Each of the following records is to be output exactly.

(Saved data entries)
Segment Open

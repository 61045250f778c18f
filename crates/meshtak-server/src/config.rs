//! Server configuration

use crate::error::{Result, ServerError};
use serde::{Deserialize, Serialize};

/// Server configuration.
///
/// The listener always binds to loopback; only same-device TAK clients may
/// connect, so the bind address is not configurable.
#[derive(Debug, Clone, Serialize, Deserialize)]
pub struct ServerConfig {
    /// TAK server port.
    #[serde(default = "default_port")]
    pub port: u16,

    /// CoT keepalive interval in seconds.
    #[serde(default = "default_keepalive")]
    pub keepalive_secs: u64,

    /// TCP-level idle keepalive in seconds.
    #[serde(default = "default_tcp_keepalive")]
    pub tcp_keepalive_secs: u64,

    /// Per-connection read-buffer and per-message cap in bytes.
    #[serde(default = "default_max_event_bytes")]
    pub max_event_bytes: usize,
}

impl Default for ServerConfig {
    fn default() -> Self {
        Self {
            port: default_port(),
            keepalive_secs: default_keepalive(),
            tcp_keepalive_secs: default_tcp_keepalive(),
            max_event_bytes: default_max_event_bytes(),
        }
    }
}

impl ServerConfig {
    /// Validate configuration
    pub fn validate(&self) -> Result<()> {
        if self.port == 0 {
            return Err(ServerError::Config("port must be non-zero".into()));
        }
        if self.keepalive_secs == 0 {
            return Err(ServerError::Config(
                "keepalive_secs must be greater than 0".into(),
            ));
        }
        if self.max_event_bytes == 0 {
            return Err(ServerError::Config(
                "max_event_bytes must be greater than 0".into(),
            ));
        }
        Ok(())
    }
}

fn default_port() -> u16 {
    crate::DEFAULT_PORT
}

fn default_keepalive() -> u64 {
    crate::KEEPALIVE_SECS
}

fn default_tcp_keepalive() -> u64 {
    crate::TCP_KEEPALIVE_SECS
}

fn default_max_event_bytes() -> usize {
    crate::MAX_EVENT_BYTES
}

Segment Closed

RESPONSE AREA:
repository 61045250f778c18f
filename crates/meshtak-server/src/config.rs
//! Server configuration

use crate::error::{Result, ServerError};
use serde::{Deserialize, Serialize};

/// Server configuration.
///
/// The listener always binds to loopback; only same-device TAK clients may
/// connect, so the bind address is not configurable.
#[derive(Debug, Clone, Serialize, Deserialize)]
pub struct ServerConfig {
    /// TAK server port.
    #[serde(default = "default_port")]
    pub port: u16,

    /// CoT keepalive interval in seconds.
    #[serde(default = "default_keepalive")]
    pub keepalive_secs: u64,

    /// TCP-level idle keepalive in seconds.
    #[serde(default = "default_tcp_keepalive")]
    pub tcp_keepalive_secs: u64,

    /// Per-connection read-buffer and per-message cap in bytes.
    #[serde(default = "default_max_event_bytes")]
    pub max_event_bytes: usize,
}

impl Default for ServerConfig {
    fn default() -> Self {
        Self {
            port: default_port(),
            keepalive_secs: default_keepalive(),
            tcp_keepalive_secs: default_tcp_keepalive(),
            max_event_bytes: default_max_event_bytes(),
        }
    }
}

impl ServerConfig {
    /// Validate configuration
    pub fn validate(&self) -> Result<()> {
        if self.port == 0 {
            return Err(ServerError::Config("port must be non-zero".into()));
        }
        if self.keepalive_secs == 0 {
            return Err(ServerError::Config(
                "keepalive_secs must be greater than 0".into(),
            ));
        }
        if self.max_event_bytes == 0 {
            return Err(ServerError::Config(
                "max_event_bytes must be greater than 0".into(),
            ));
        }
        Ok(())
    }
}

fn default_port() -> u16 {
    crate::DEFAULT_PORT
}

fn default_keepalive() -> u64 {
    crate::KEEPALIVE_SECS
}

fn default_tcp_keepalive() -> u64 {
    crate::TCP_KEEPALIVE_SECS
}

fn default_max_event_bytes() -> usize {
    crate::MAX_EVENT_BYTES
}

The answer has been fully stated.